Islamabad, 15June: The prime minister Boris Johnson says he is determined the remaining coronavirus restrictions in England will be lifted on 19 July, despite concern that a rise in deaths could force a change of plan.
PM Boris Johnson said the measures must remain in place until then because of the rapid spread of the Delta variant.
However, some Conservative MPs are concerned they could remain for longer.
It comes as a scientific adviser warned there could be a return to hundreds of deaths a day.
Prof Graham Medley, a member of the Scientific Advisory Group for Emergencies (Sage), told BBC Radio 4’s Today programme that numbers of deaths are low at present, but “everyone expects that they will rise”.
“The question is really as to what level they will rise,” he said.
“It is possible we could end up with a situation whereby the numbers of people going to hospital, really mean that the government have to take some kind of action that they don’t want to.”
But , Mr Boris Johnson added that the government has taken action that it didn’t want to throughout the pandemic.
On Monday, Mr Johnson announced a four-week delay to the planned easing of lockdown on 21 June, after scientific advisors warned of a “significant resurgence” in people needing hospital treatment if it went ahead.
He said 19 July would be the “terminus date” for the remaining restrictions on social contact, and the delay would allow more people to get vaccinated.
However, a few restrictions are being lifted on 21 June, including the limit on wedding guest numbers – although venues will still have to adhere to social distancing rules.

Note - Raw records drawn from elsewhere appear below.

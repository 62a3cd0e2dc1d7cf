use crate::config::LoggerConfig;
use crate::context::Context;
use crate::error::Error;
use crate::level::{Level, LevelVar};
use crate::pipeline::Pipeline;
use crate::record::{Record, Source};
use crate::value::Attr;
use std::panic::Location;
use std::sync::{Arc, PoisonError, RwLock};

struct Shared {
    pipeline: RwLock<Arc<Pipeline>>,
    level: LevelVar,
}

/// Attributes added with [`Logger::with`] under one open group.
#[derive(Clone, Default)]
struct Frame {
    name: String,
    attrs: Vec<Attr>,
}

/// Cloneable handle to a pipeline and its level gate.
///
/// Clones share the pipeline and the level; [`with`](Logger::with) and
/// [`with_group`](Logger::with_group) return handles that additionally
/// carry contextual attributes. Emitting never fails from the caller's
/// point of view: records below the level cost nothing, and sink errors
/// are discarded.
#[derive(Clone)]
pub struct Logger {
    shared: Arc<Shared>,
    frames: Arc<Vec<Frame>>,
}

impl Logger {
    /// Build a pipeline from `config` and wrap it in a new handle.
    pub fn new(config: &LoggerConfig) -> Result<Self, Error> {
        Ok(Logger::from_pipeline(config.build()?, config.level))
    }

    pub fn from_pipeline(pipeline: Pipeline, level: Level) -> Self {
        Logger {
            shared: Arc::new(Shared {
                pipeline: RwLock::new(Arc::new(pipeline)),
                level: LevelVar::new(level),
            }),
            frames: Arc::new(vec![Frame::default()]),
        }
    }

    /// Current pipeline. Holders keep it alive across a reconfiguration.
    pub fn pipeline(&self) -> Arc<Pipeline> {
        Arc::clone(&self.shared.pipeline.read().unwrap_or_else(PoisonError::into_inner))
    }

    /// Replace the pipeline with one built from `config`.
    ///
    /// Emitters observe either the old or the new pipeline, never a mix.
    /// The swap waits for records already being handled, then the old
    /// sink is closed unless the new pipeline writes to the very same sink.
    pub fn reconfigure(&self, config: &LoggerConfig) -> Result<(), Error> {
        let next = Arc::new(config.build()?);
        self.shared.level.set(config.level);
        let previous = {
            let mut current = self.shared.pipeline.write().unwrap_or_else(PoisonError::into_inner);
            std::mem::replace(&mut *current, Arc::clone(&next))
        };
        if !Arc::ptr_eq(previous.sink(), next.sink()) {
            previous.close()?;
        }
        Ok(())
    }

    /// Close the active sink, draining any buffered records.
    pub fn close(&self) -> Result<(), Error> {
        Ok(self.pipeline().close()?)
    }

    pub fn level(&self) -> Level {
        self.shared.level.level()
    }

    pub fn set_min_level(&self, level: Level) {
        self.shared.level.set(level);
    }

    /// Change the level by name; unknown names mean `info`.
    pub fn set_level(&self, level: &str) {
        self.set_min_level(Level::parse(level));
    }

    pub fn enabled(&self, level: Level) -> bool {
        level >= self.level()
    }

    /// Handle that adds `attrs` to every record, inside the current group.
    pub fn with(&self, attrs: &[Attr]) -> Logger {
        if attrs.is_empty() {
            return self.clone();
        }
        let mut frames = (*self.frames).clone();
        if let Some(last) = frames.last_mut() {
            last.attrs.extend_from_slice(attrs);
        }
        Logger { shared: Arc::clone(&self.shared), frames: Arc::new(frames) }
    }

    /// Handle that nests all later attributes under `name`.
    pub fn with_group(&self, name: &str) -> Logger {
        if name.is_empty() {
            return self.clone();
        }
        let mut frames = (*self.frames).clone();
        frames.push(Frame { name: name.to_string(), attrs: Vec::new() });
        Logger { shared: Arc::clone(&self.shared), frames: Arc::new(frames) }
    }

    /// Handle carrying the request id of `ctx` as `request_id`, if any.
    pub fn from_context(&self, ctx: &Context) -> Logger {
        match ctx.request_id() {
            Some(id) => self.with(&[Attr::string("request_id", id)]),
            None => self.clone(),
        }
    }

    /// Handle `record` while holding the read lock, so a concurrent
    /// `reconfigure` cannot close this pipeline's sink mid-write.
    fn dispatch(&self, ctx: &Context, record: Record) -> Result<(), Error> {
        let pipeline = self.shared.pipeline.read().unwrap_or_else(PoisonError::into_inner);
        pipeline.handle(ctx, record)
    }

    fn assemble(&self, attrs: &[Attr]) -> Vec<Attr> {
        let frames = &self.frames;
        if frames.len() == 1 && frames[0].attrs.is_empty() {
            return attrs.to_vec();
        }
        let last = frames.len() - 1;
        let mut current = frames[last].attrs.clone();
        current.extend_from_slice(attrs);
        for i in (1..=last).rev() {
            let group = Attr::group(frames[i].name.clone(), current);
            current = frames[i - 1].attrs.clone();
            current.push(group);
        }
        current
    }

    /// Send a prepared record through the pipeline, subject to the level
    /// gate and the contextual attributes of this handle.
    pub fn log_record(&self, ctx: &Context, mut record: Record) -> Result<(), Error> {
        if !self.enabled(record.level) {
            return Ok(());
        }
        if self.frames.len() > 1 || !self.frames[0].attrs.is_empty() {
            record.attrs = self.assemble(&record.attrs);
        }
        self.dispatch(ctx, record)
    }

    #[track_caller]
    pub fn log_ctx(&self, ctx: &Context, level: Level, msg: &str, attrs: &[Attr]) {
        if !self.enabled(level) {
            return;
        }
        let record = Record::new(level, msg)
            .with_attrs(self.assemble(attrs))
            .with_source(Source::from(Location::caller()));
        let _ = self.dispatch(ctx, record);
    }

    #[track_caller]
    pub fn log(&self, level: Level, msg: &str, attrs: &[Attr]) {
        self.log_ctx(&Context::default(), level, msg, attrs);
    }

    #[track_caller]
    pub fn debug(&self, msg: &str, attrs: &[Attr]) {
        self.log(Level::DEBUG, msg, attrs);
    }

    #[track_caller]
    pub fn info(&self, msg: &str, attrs: &[Attr]) {
        self.log(Level::INFO, msg, attrs);
    }

    #[track_caller]
    pub fn warn(&self, msg: &str, attrs: &[Attr]) {
        self.log(Level::WARN, msg, attrs);
    }

    #[track_caller]
    pub fn error(&self, msg: &str, attrs: &[Attr]) {
        self.log(Level::ERROR, msg, attrs);
    }

    #[track_caller]
    pub fn debug_ctx(&self, ctx: &Context, msg: &str, attrs: &[Attr]) {
        self.log_ctx(ctx, Level::DEBUG, msg, attrs);
    }

    #[track_caller]
    pub fn info_ctx(&self, ctx: &Context, msg: &str, attrs: &[Attr]) {
        self.log_ctx(ctx, Level::INFO, msg, attrs);
    }

    #[track_caller]
    pub fn warn_ctx(&self, ctx: &Context, msg: &str, attrs: &[Attr]) {
        self.log_ctx(ctx, Level::WARN, msg, attrs);
    }

    #[track_caller]
    pub fn error_ctx(&self, ctx: &Context, msg: &str, attrs: &[Attr]) {
        self.log_ctx(ctx, Level::ERROR, msg, attrs);
    }
}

Hospitality, wedding and night-time entertainment businesses are among those to have criticised the delay.
Cabinet Office Minister Michael Gove said he shared the prime minister’s confidence about the 19 July end date.
“One can never predict the future with perfect confidence,” he told BBC Breakfast.
“But insofar as we can be confident about anything in this complex world, we can be confident that the increased level of vaccination that we will have by 19 July should allow us to further relax restrictions.”
The confidence among ministers that all remaining restrictions will lift on 19 July is understandable given the extent of the vaccine rollout.
But behind the scenes, the one fear is what to do if cases are still rising at that point.
Infections are currently climbing sharply and modelers believe. This could lead to more than 1,000 hospital admissions a day later in the summer.
That is equivalent to what the NHS would face for all types of respiratory illness in the middle of a bad winter.
The hope is that in a couple of weeks infection levels will have started to flatten. And maybe even fall, as the virus hits the wall of immunity built up by the vaccination program.
But there are no guarantees of that.
Knowing the peak of this wave is still to come will make the final decision. Harder if hospitalizations climb as expected.
But the fact remains Covid is always going to present a risk. Exactly how much is hard to quantify at this stage, although it will of course be much much lower than it was before.
In the end, it will come down to balancing that extra risk. The need to get back to our old way of life and reducing the harms caused by our response to Covid.